County officials say our hands are tied by the state who will insist on eight lanes on their state road. State officials have told me that they are following the county's lead.  And so our county must lead. Strongly.  And regrettably, none of the people who have been involved in this struggle from the beginning believe we have fulfilled that fundamental responsibility. The County Executive, in response to the hundreds of community members who have written expressing their alarm over the threat to our vision of White Flint, framed the issue as "not if, but when" we are able to realize our vision. The traffic engineers of course argue for eight lanes for now and reduce it later if conditions permit. The rest of us want that scenario reversed -- and get it right the first time.


We can always add more lanes at a later date, but if we don't build the bike lanes and shared use paths at the onset, we will undermine both our ability to meet our own non-auto mode-share goals in this area and our vision of White Flint.  Bottom line -- a lot is riding on whether we realize our collective vision of the future of White Flint and our county.


In the interest of full disclosure, several weeks ago, I put down a deposit on one of the apartments in the Pike & Rose development.

Giving WSSC Ratepayers a Fair Shake

As many of you know, last winter my office received a deluge of complaints about abnormally high bills from the Washington Suburban Sanitary Commission (WSSC). While WSSC maintained that the increased costs were due to a longer billing cycle, residents were consistently finding their bills were hundreds of dollars larger than they had been in the past. Constituents continue to regularly contact my office about abnormal WSSC bills.


The problem, though, is not just with these abnormal bills. When constituents want to appeal their bill, WSSC stands as both judge and jury. There is no independent review of WSSC's billing practices. And WSSC's dispute processes often come to conclusions about what caused the increase that are in direct opposition to the conclusions drawn by residents and their plumbers.

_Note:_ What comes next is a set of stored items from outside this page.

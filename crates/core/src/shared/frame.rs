/// A single decoded frame sampled from a live stream: contiguous RGB24 bytes
/// in row-major order.
///
/// Frames exist only between sampling and encoding; nothing downstream of the
/// capturer sees decoded pixels.
#[derive(Clone, Debug, PartialEq)]
pub struct Frame {
    data: Vec<u8>,
    width: u32,
    height: u32,
    index: u64,
}

pub const RGB_CHANNELS: usize = 3;

impl Frame {
    pub fn new(data: Vec<u8>, width: u32, height: u32, index: u64) -> Self {
        debug_assert_eq!(
            data.len(),
            (width as usize) * (height as usize) * RGB_CHANNELS,
            "data length must equal width * height * 3"
        );
        Self {
            data,
            width,
            height,
            index,
        }
    }

    /// Builds a frame filled with a single colour.
    pub fn solid(width: u32, height: u32, rgb: [u8; 3], index: u64) -> Self {
        let data = rgb
            .iter()
            .copied()
            .cycle()
            .take((width as usize) * (height as usize) * RGB_CHANNELS)
            .collect();
        Self::new(data, width, height, index)
    }

    pub fn data(&self) -> &[u8] {
        &self.data
    }

    pub fn width(&self) -> u32 {
        self.width
    }

    pub fn height(&self) -> u32 {
        self.height
    }

    /// Sequence number assigned by the stream that produced this frame.
    pub fn index(&self) -> u64 {
        self.index
    }

    pub fn is_empty(&self) -> bool {
        self.width == 0 || self.height == 0
    }
}
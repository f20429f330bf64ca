pub mod config;
pub mod constants;
pub mod frame;
pub mod raw_frame;
pub mod frame_capturer;
pub mod frame_source;
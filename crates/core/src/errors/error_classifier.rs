use crate::camera::domain::camera_device::DeviceFailure;
use crate::capture::frame_capturer::CaptureError;
use crate::detection::domain::detection_client::DetectError;
use crate::errors::classified_error::{ClassifiedError, ErrorKind};
use crate::errors::failure::Failure;

/// One step of the substring matcher: any needle found in the lowercased
/// failure text selects `kind`.
struct Rule {
    kind: ErrorKind,
    needles: &'static [&'static str],
    message: &'static str,
}

/// Checked in order; the first match wins.
const DEVICE_RULES: &[Rule] = &[
    Rule {
        kind: ErrorKind::PermissionDenied,
        needles: &["notallowederror", "securityerror", "permission", "access denied"],
        message: "Camera permission denied. Please allow camera access and try again.",
    },
    Rule {
        kind: ErrorKind::DeviceNotFound,
        needles: &[
            "notfounderror",
            "not found",
            "no such file",
            "no such device",
            "no devices",
            "no capture device",
        ],
        message: "No camera found. Please connect a camera and try again.",
    },
    Rule {
        kind: ErrorKind::DeviceBusy,
        needles: &["notreadableerror", "trackstarterror", "in use", "busy"],
        message: "Camera is being used by another application. Please close other apps using the camera.",
    },
    Rule {
        kind: ErrorKind::UnsupportedConstraints,
        needles: &["overconstrainederror", "overconstrained", "constraint", "invalid argument"],
        message: "Camera doesn't support the requested settings.",
    },
];

const NETWORK_NEEDLES: &[&str] = &[
    "failed to fetch",
    "network",
    "connection",
    "connect",
    "refused",
    "unreachable",
    "timed out",
    "timeout",
    "dns",
];

const SERVER_NEEDLES: &[&str] = &["status", "http", "server"];

const MALFORMED_NEEDLES: &[&str] = &[
    "invalid response",
    "malformed",
    "missing field",
    "expected value",
    "unexpected end",
    "json",
];

const NETWORK_MESSAGE: &str =
    "Cannot connect to the detection backend. Make sure the backend server is running.";

/// Maps any raw failure onto exactly one [`ClassifiedError`].
///
/// Typed failures map directly. Untyped device errors go through the device
/// rules: permission, not-found, busy, overconstrained, then generic device.
/// Free-form messages try the device rules only when they carry no HTTP
/// status, then network, server status, malformed response, and finally
/// `Unexpected` with the original text.
pub fn classify(failure: &Failure) -> ClassifiedError {
    match failure {
        Failure::Device(device) => classify_device(device),
        Failure::Capture(capture) => classify_capture(capture),
        Failure::Detect(detect) => classify_detect(detect),
        Failure::Other(message) => classify_message(message),
    }
}

fn classify_device(failure: &DeviceFailure) -> ClassifiedError {
    let text = format!("{} {}", failure.name, failure.message).to_lowercase();
    match_device_rules(&text).unwrap_or_else(|| {
        ClassifiedError::new(
            ErrorKind::DeviceGenericFailure,
            format!("Failed to access camera: {}", failure.message),
        )
    })
}

fn classify_capture(failure: &CaptureError) -> ClassifiedError {
    match failure {
        CaptureError::Device(device) => classify_device(device),
        CaptureError::InvalidInput(message) => {
            ClassifiedError::new(ErrorKind::InvalidInput, message.clone())
        }
        CaptureError::Unavailable(message) => {
            ClassifiedError::new(ErrorKind::DeviceGenericFailure, message.clone())
        }
        CaptureError::Encode(message) => ClassifiedError::new(
            ErrorKind::DeviceGenericFailure,
            format!("Failed to capture frame: {message}"),
        ),
    }
}

fn classify_detect(failure: &DetectError) -> ClassifiedError {
    match failure {
        DetectError::Network(_) | DetectError::Timeout(_) => {
            ClassifiedError::new(ErrorKind::NetworkUnreachable, NETWORK_MESSAGE)
        }
        DetectError::Server { status, .. } => server_error(*status),
        DetectError::Protocol(detail) => malformed(detail),
    }
}

/// A message carrying an HTTP status never reaches the device rules, so
/// "HTTP 404 Not Found" or "Server busy (HTTP 503)" stay server errors.
fn classify_message(message: &str) -> ClassifiedError {
    let text = message.to_lowercase();
    let status = server_status(&text);
    if status.is_none() {
        if let Some(classified) = match_device_rules(&text) {
            return classified;
        }
    }
    if contains_any(&text, NETWORK_NEEDLES) {
        return ClassifiedError::new(ErrorKind::NetworkUnreachable, NETWORK_MESSAGE);
    }
    if let Some(status) = status {
        return server_error(status);
    }
    if contains_any(&text, MALFORMED_NEEDLES) {
        return malformed(message);
    }
    ClassifiedError::new(ErrorKind::Unexpected, format!("Unexpected error: {message}"))
}

fn match_device_rules(text: &str) -> Option<ClassifiedError> {
    DEVICE_RULES
        .iter()
        .find(|rule| contains_any(text, rule.needles))
        .map(|rule| ClassifiedError::new(rule.kind, rule.message))
}

fn contains_any(text: &str, needles: &[&str]) -> bool {
    needles.iter().any(|needle| text.contains(needle))
}

/// First three-digit 4xx/5xx code in a message that mentions a status, or
/// the code of a `": 503 Service Unavailable"` status line.
fn server_status(text: &str) -> Option<u16> {
    if !contains_any(text, SERVER_NEEDLES) {
        return status_line(text);
    }
    text.split(|c: char| !c.is_ascii_digit())
        .filter(|token| token.len() == 3)
        .filter_map(|token| token.parse::<u16>().ok())
        .find(|status| is_error_status(*status))
}

fn status_line(text: &str) -> Option<u16> {
    text.split(": ").skip(1).find_map(|rest| {
        let code = rest.get(..3)?;
        let tail = rest.get(3..)?;
        if !code.bytes().all(|b| b.is_ascii_digit()) {
            return None;
        }
        if !(tail.is_empty() || tail.starts_with(' ')) {
            return None;
        }
        code.parse::<u16>().ok().filter(|status| is_error_status(*status))
    })
}

fn is_error_status(status: u16) -> bool {
    (400..=599).contains(&status)
}

fn server_error(status: u16) -> ClassifiedError {
    ClassifiedError::new(
        ErrorKind::ServerError { status },
        format!("Failed to process image: the detection server returned HTTP {status}"),
    )
}

fn malformed(detail: &str) -> ClassifiedError {
    ClassifiedError::new(
        ErrorKind::MalformedResponse,
        format!("Invalid response from server: {detail}"),
    )
}
pub mod camera_device;
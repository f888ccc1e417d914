use std::{process, sync::Arc};

use clap::Parser;
use log::{error, info};

use notepad::{
    App, Cli, Config, JsonStorage, NotesEngine, PersistenceProvider, PersistenceWorker, Result,
    SystemClock,
};

pub fn initialize_logger(verbose: bool) {
    let default_level = if verbose { "debug" } else { "info" };
    env_logger::Builder::from_env(env_logger::Env::default().default_filter_or(default_level))
        .format_timestamp_secs()
        .format_module_path(true)
        .init();

    info!("Logger initialized");
}

async fn run(cli: Cli) -> Result<()> {
    let config_path = cli.config.clone().unwrap_or_else(Config::default_path);
    let mut config = Config::load(&config_path)?;
    if let Some(data_dir) = cli.data_dir.clone() {
        config.data_dir = data_dir;
    }

    let storage = JsonStorage::open(&config.data_dir)?;
    let snapshot = storage.load_all()?;
    info!(
        "Loaded {} notes and {} reminders from {}",
        snapshot.notes.len(),
        snapshot.reminders.len(),
        config.data_dir.display()
    );

    let mut engine = NotesEngine::new(config, Arc::new(SystemClock));
    let (worker, mut control) = PersistenceWorker::spawn(storage);
    engine.set_sink(Box::new(worker));
    engine.load(snapshot);

    let mut app = App::new(engine, config_path, cli.verbose);
    let outcome = app.run(cli.command);

    // Writes queued before a failed command still reach disk.
    control.flush().await?;
    control.shutdown().await?;

    let status = control.status();
    info!(
        "Persistence worker applied {} writes, {} failed",
        status.applied, status.failed
    );

    let mut engine = app.into_engine();
    let failures = engine.drain_persistence_failures();
    for failure in &failures {
        eprintln!(
            "Warning: change to note {} was not saved: {}",
            failure.op.note_id(),
            failure.message
        );
    }

    outcome
}

#[tokio::main]
async fn main() {
    let cli = Cli::parse();
    initialize_logger(cli.verbose);

    info!("Application starting up");
    if let Err(e) = run(cli).await {
        error!("Command failed: {}", e);
        eprintln!("Error: {}", e);
        process::exit(1);
    }
    info!("Application shutting down");
}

For that reason, we need independent oversight from the state, as WSSC is a state agency. I am working with Senator Brian Feldman (District 15) to draft legislation that would create an Independent Review Board to examine abnormally high WSSC bills. This Board, located within the Office of the Attorney General, would feature three citizens appointed by the Attorney General, one representative from the Office of People's Counsel, and one representative from WSSC itself. It would be empowered to provide appropriate restitution to affected ratepayers.


As we move into the legislative session this coming winter, I hope to have your help in urging our county's Annapolis delegation to support this important reform. We must create accountability for WSSC, and this legislation would help to do so.


We Can Have Both Uber/Lyft & Good Taxi Services


Last Thursday, I led a Transportation, Infrastructure, Energy & Environment Committee session to discuss how we can best embrace the innovation of the new and exciting entrants Uber and Lyft, and use their innovation as a spur to modernize how we regulate our existing taxicab companies.


At the meeting, the Committee heard from local taxi companies, the transportation networking company Lyft, and our Department of Transportation, which regulates taxis in our county. And from what I heard at that session from all parties, there is a clear path forward for us to preserve the important functions that taxicabs play (particularly through wheelchair-accessible and subsidized Call-n-Ride service), give consumers protections for when they use an Uber or Lyft vehicle, and create a more level playing field for our taxi cab companies and their drivers.  


In the coming days, I will be convening representatives from the taxi and transportation networking companies as well as the Department of Transportation to craft a bill that I believe will win support from all major stakeholders in this matter. And in the end, the biggest beneficiary will be the riding public. They will have access to more transportation options, helping to bring cars off the road, and they will be guaranteed that their transportation is safe and reliable.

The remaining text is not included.